My surgery will be coming up soon. When I learned I would need it, I felt depressed. I had been going to the wound clinic once a week and I was irrigating and packing the wound twice a day for several weeks now. I thought these measures were working. They weren’t. I remember the doctor saying if I needed surgery that there would be little left. Another dip into depression. So, I continue the care and await the upcoming surgery.

I had breast cancer in October 2013. I had surgery and then a series of radiation treatments in 2014. The radiated tissue has become necrotic. A common occurrence that I didn’t know about. The dead tissue needs to be removed.

This surgery is considered a ‘day surgery’. I will go home the same day of the surgery. My son becomes the nurse. The cost of a nurse or nurses is eliminated when patients are sent home the same day of surgery. It is a big improvement on their profit.

I am fine. My body is battle scarred after three cancers already. I am also amazingly resilient. I will heal. I will adjust. And then I will carry on. We all do that. We have no choice.

Radiation of the breast can cause the tissue to become necrotic.

Radiation of the breast can cause the tissue to become necrotic. I learned this a couple of weeks ago when I developed a foul smelling lesion on my right breast six years after radiation for breast cancer. The breast cancer surgeon knew instantly what it was. I had dead, rotting tissue in my right breast. The formation of necrotic tissue following radiation is a common occurrence. I was sent to a wound clinic.

A wound clinic manages wounds that are hard to heal. These nurses are the experts. They know everything there is to know about the care and healing of difficult wounds. My wound is about an inch in diameter and it is quite deep. Initially, it was foul smelling. It still is but not as bad.

I was given the equipment to treat my own wound.  I irrigate the cavity with a blunt needled syringe loaded with  Dakin’s solution, an antiseptic liquid. Then I insert gauze dampened with the solution and laced with Santyl and cover the wound with a dressing. The Santyl is a collagenase ointment which dissolves the necrotic tissue. It cost $95 with insurance. This is not for a weak stomach. But I am a nurse and have always been able to do what needs to be done. I do this treatment twice a day. Morning then again before bed.
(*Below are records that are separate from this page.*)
//! The site client seam.

use async_trait::async_trait;

use crate::error::SiteResult;
use crate::types::{Challenge, Profile, SiteDescriptor};

/// A tracked CTF site.
#[async_trait]
pub trait CtfSite: Send + Sync {
    /// Static identity of this site.
    fn descriptor(&self) -> &SiteDescriptor;

    /// Fetch the current challenge list.
    ///
    /// Transport failures surface as errors after retries. An unrecognized
    /// page is an empty list.
    async fn fetch_challenges(&self) -> SiteResult<Vec<Challenge>>;

    /// Fetch a user's profile. `None` when the user does not exist or the
    /// profile could not be retrieved.
    async fn fetch_profile(&self, id_ctf: &str) -> Option<Profile>;
}
//! Tests for command parsing and dispatch.

use std::sync::Arc;

use chrono::Utc;
use pretty_assertions::assert_eq;
use pwnyaa_slack::{EventContext, SlackEventHandler};
use pwnyaa_storage::{AliasMatch, ContestSeed, StateStore, User};
use tempfile::{TempDir, tempdir};

use super::{Command, Dispatcher};
use crate::config::PostingIdentity;
use crate::format;
use crate::registry::SiteRegistry;
use crate::testing::{FakeChat, FakeSite, profile, solves};

struct Harness {
    dir: TempDir,
    store: Arc<StateStore>,
    chat: Arc<FakeChat>,
    dispatcher: Dispatcher,
}

async fn harness(alias_match: AliasMatch) -> Harness {
    let dir = tempdir().unwrap();
    let store = Arc::new(StateStore::open(dir.path().join("state.json")).await.unwrap());
    store
        .upsert_contest(&ContestSeed::new(0, "pwnable.tw", "https://pwnable.tw", "tw", 48))
        .await
        .unwrap();
    store
        .upsert_contest(&ContestSeed::new(1, "pwnable.xyz", "https://pwnable.xyz", "xyz", 30))
        .await
        .unwrap();

    let now = Utc::now();
    let tw = FakeSite::tw()
        .with_profile("alice", profile("alice", solves(2, now, 5)))
        .with_profile("alice2", profile("alice2", Vec::new()));
    let xyz = FakeSite::xyz().with_profile("bob", profile("bob", Vec::new()));
    let sites = SiteRegistry::new(vec![Arc::new(tw), Arc::new(xyz)]);

    let chat = Arc::new(FakeChat::default());
    let dispatcher = Dispatcher::new(
        store.clone(),
        sites,
        chat.clone(),
        alias_match,
        PostingIdentity::default(),
    );

    Harness {
        dir,
        store,
        chat,
        dispatcher,
    }
}

fn ctx(user: &str) -> EventContext {
    EventContext {
        user_id: user.to_string(),
        channel_id: "C1".to_string(),
        message_ts: "1700000000.000100".to_string(),
        thread_ts: None,
    }
}

async fn run(h: &Harness, user: &str, text: &str) {
    h.dispatcher
        .dispatch(Command::parse(text), &ctx(user))
        .await
        .unwrap();
}

#[test]
fn test_parse_commands() {
    assert_eq!(Command::parse("list"), Command::List);
    assert_eq!(
        Command::parse("join  tw   alice"),
        Command::Join {
            contest: Some("tw".into()),
            id_ctf: Some("alice".into())
        }
    );
    assert_eq!(
        Command::parse("join tw"),
        Command::Join {
            contest: Some("tw".into()),
            id_ctf: None
        }
    );
    assert_eq!(Command::parse("check"), Command::Check { contest: None });
    assert_eq!(Command::parse("dance"), Command::Unknown("dance".into()));
    assert_eq!(Command::parse(""), Command::Unknown(String::new()));
}

#[tokio::test]
async fn test_list_summarizes_contests() {
    let h = harness(AliasMatch::Exact).await;

    run(&h, "U1", "list").await;

    let texts = h.chat.texts();
    assert_eq!(texts.len(), 1);
    assert!(texts[0].contains("*pwnable.tw* (https://pwnable.tw)"));
    assert!(texts[0].contains("問題数: 30"));
}

#[tokio::test]
async fn test_replies_carry_posting_identity() {
    let h = harness(AliasMatch::Exact).await;

    run(&h, "U1", "list").await;

    let post = &h.chat.posts()[0];
    assert_eq!(post.channel, "C1");
    assert_eq!(post.content.username.as_deref(), Some("pwnyaa"));
    assert_eq!(post.content.icon_emoji.as_deref(), Some(":pwn:"));
    assert_eq!(post.content.thread_ts, None);
}

#[tokio::test]
async fn test_join_without_arguments_shows_usage() {
    let h = harness(AliasMatch::Exact).await;

    run(&h, "U1", "join tw").await;

    assert_eq!(h.chat.texts(), vec![format::JOIN_USAGE.to_string()]);
    assert!(h.store.snapshot().await.users.is_empty());
}

#[tokio::test]
async fn test_join_unknown_contest_reemits_list() {
    let h = harness(AliasMatch::Exact).await;

    run(&h, "U1", "join hxp alice").await;

    let texts = h.chat.texts();
    assert_eq!(texts.len(), 2);
    assert_eq!(texts[0], format::contest_not_found("hxp"));
    assert!(texts[1].contains("*pwnable.xyz*"));
    assert!(h.chat.reactions.lock().unwrap().is_empty());
}

#[tokio::test]
async fn test_join_links_verified_user() {
    let h = harness(AliasMatch::Exact).await;

    run(&h, "U1", "join tw alice").await;

    let reactions = h.chat.reactions.lock().unwrap().clone();
    assert_eq!(
        reactions,
        vec![("C1".into(), "1700000000.000100".into(), "ok".into())]
    );

    let texts = h.chat.texts();
    assert_eq!(texts.len(), 1);
    assert!(texts[0].starts_with("登録したよ! :azaika:"));
    assert!(texts[0].contains("ユーザ名  : alice"));

    let state = h.store.snapshot().await;
    assert_eq!(state.users, vec![User::new("U1", "")]);
    assert_eq!(state.contests[0].joining_users, vec![User::new("U1", "alice")]);
}

#[tokio::test]
async fn test_join_by_title_and_other_site() {
    let h = harness(AliasMatch::Exact).await;

    run(&h, "U2", "join pwnable.xyz bob").await;

    let state = h.store.snapshot().await;
    assert_eq!(state.contests[1].joining_users, vec![User::new("U2", "bob")]);
    assert!(state.contests[0].joining_users.is_empty());
}

#[tokio::test]
async fn test_repeated_join_converges_to_latest_id() {
    let h = harness(AliasMatch::Exact).await;

    run(&h, "U1", "join tw alice").await;
    run(&h, "U1", "join tw alice2").await;

    let state = h.store.snapshot().await;
    assert_eq!(state.users.len(), 1);
    assert_eq!(state.contests[0].joining_users, vec![User::new("U1", "alice2")]);
}

#[tokio::test]
async fn test_join_unknown_user_does_not_link() {
    let h = harness(AliasMatch::Exact).await;

    run(&h, "U1", "join tw ghost").await;

    assert_eq!(
        h.chat.texts(),
        vec![format::user_not_found("ghost", "pwnable.tw")]
    );
    let state = h.store.snapshot().await;
    assert!(state.contests[0].joining_users.is_empty());
    // The acknowledgement and registry entry precede verification.
    assert_eq!(h.chat.reactions.lock().unwrap().len(), 1);
    assert_eq!(state.users.len(), 1);
}

#[tokio::test]
async fn test_alias_match_strictness() {
    let strict = harness(AliasMatch::Exact).await;
    run(&strict, "U1", "join TW alice").await;
    assert_eq!(strict.chat.texts()[0], format::contest_not_found("TW"));

    let lenient = harness(AliasMatch::CaseInsensitive).await;
    run(&lenient, "U1", "join TW alice").await;
    assert_eq!(
        lenient.store.snapshot().await.contests[0].joining_users,
        vec![User::new("U1", "alice")]
    );
}

#[tokio::test]
async fn test_check_before_join_is_not_joined() {
    let h = harness(AliasMatch::Exact).await;

    run(&h, "U1", "check tw").await;

    assert_eq!(h.chat.texts(), vec![format::not_joined("tw")]);
}

#[tokio::test]
async fn test_check_without_argument_shows_usage() {
    let h = harness(AliasMatch::Exact).await;

    run(&h, "U1", "check").await;

    assert_eq!(h.chat.texts(), vec![format::CHECK_USAGE.to_string()]);
}

#[tokio::test]
async fn test_check_posts_notice_and_threaded_detail() {
    let h = harness(AliasMatch::Exact).await;
    run(&h, "U1", "join tw alice").await;

    run(&h, "U1", "check tw").await;

    let posts = h.chat.posts();
    assert_eq!(posts.len(), 3);
    assert_eq!(posts[1].content.text, "*alice* の情報だよ！スレッドを見てね。");
    assert_eq!(posts[1].content.thread_ts, None);
    assert!(posts[2].content.text.contains("解いた問題:\n"));
    assert_eq!(posts[2].content.text.matches("(100)").count(), 2);
    assert_eq!(
        posts[2].content.thread_ts.as_deref(),
        Some("1700000000.000100")
    );
}

#[tokio::test]
async fn test_check_matches_aliases_only() {
    let h = harness(AliasMatch::Exact).await;
    run(&h, "U1", "join tw alice").await;

    run(&h, "U1", "check pwnable.tw").await;

    assert_eq!(
        h.chat.texts().last().cloned(),
        Some(format::not_joined("pwnable.tw"))
    );
}

#[tokio::test]
async fn test_check_is_per_user() {
    let h = harness(AliasMatch::Exact).await;
    run(&h, "U1", "join tw alice").await;

    run(&h, "U2", "check tw").await;

    assert_eq!(h.chat.texts().last().cloned(), Some(format::not_joined("tw")));
}

#[tokio::test]
async fn test_unknown_command() {
    let h = harness(AliasMatch::Exact).await;

    run(&h, "U1", "dance").await;

    assert_eq!(h.chat.texts(), vec![":wakarazu:".to_string()]);
}

#[tokio::test]
async fn test_handler_entry_point_parses_text() {
    let h = harness(AliasMatch::Exact).await;

    h.dispatcher
        .handle_command("check".to_string(), ctx("U1"))
        .await
        .unwrap();

    assert_eq!(h.chat.texts(), vec![format::CHECK_USAGE.to_string()]);
}

#[tokio::test]
async fn test_storage_failure_is_reported_in_chat() {
    let h = harness(AliasMatch::Exact).await;
    std::fs::create_dir(h.dir.path().join("state.json.tmp")).unwrap();

    run(&h, "U9", "join tw alice").await;

    assert_eq!(h.chat.texts(), vec![format::COMMAND_FAILED.to_string()]);
    assert!(
        h.store
            .find_membership("U9", "tw", AliasMatch::Exact)
            .await
            .is_none()
    );
    assert!(h.store.snapshot().await.users.is_empty());
}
I ran out of the Dakin’s, so I found a recipe online. It was provided by a doctor to save his patients money. This makes a good wound disinfectant. Boil four cups of tap water for fifteen minutes. Add ½ tsp baking soda and almost a tablespoon Clorox. Store in a clean glass jar for up to a year. Works great and beats paying $20 for a bottle.

My return visit to the Doc wasn’t encouraging especially after all my work. She said there is still too much dead tissue in my breast so I would need surgery. I would lose my nipple and my breast would be  much smaller. Not quite a mastectomy but almost.

I have two weeks to get ready for the holidays and I have been instructed to carry on with the treatments until surgery.  Joy. Joy.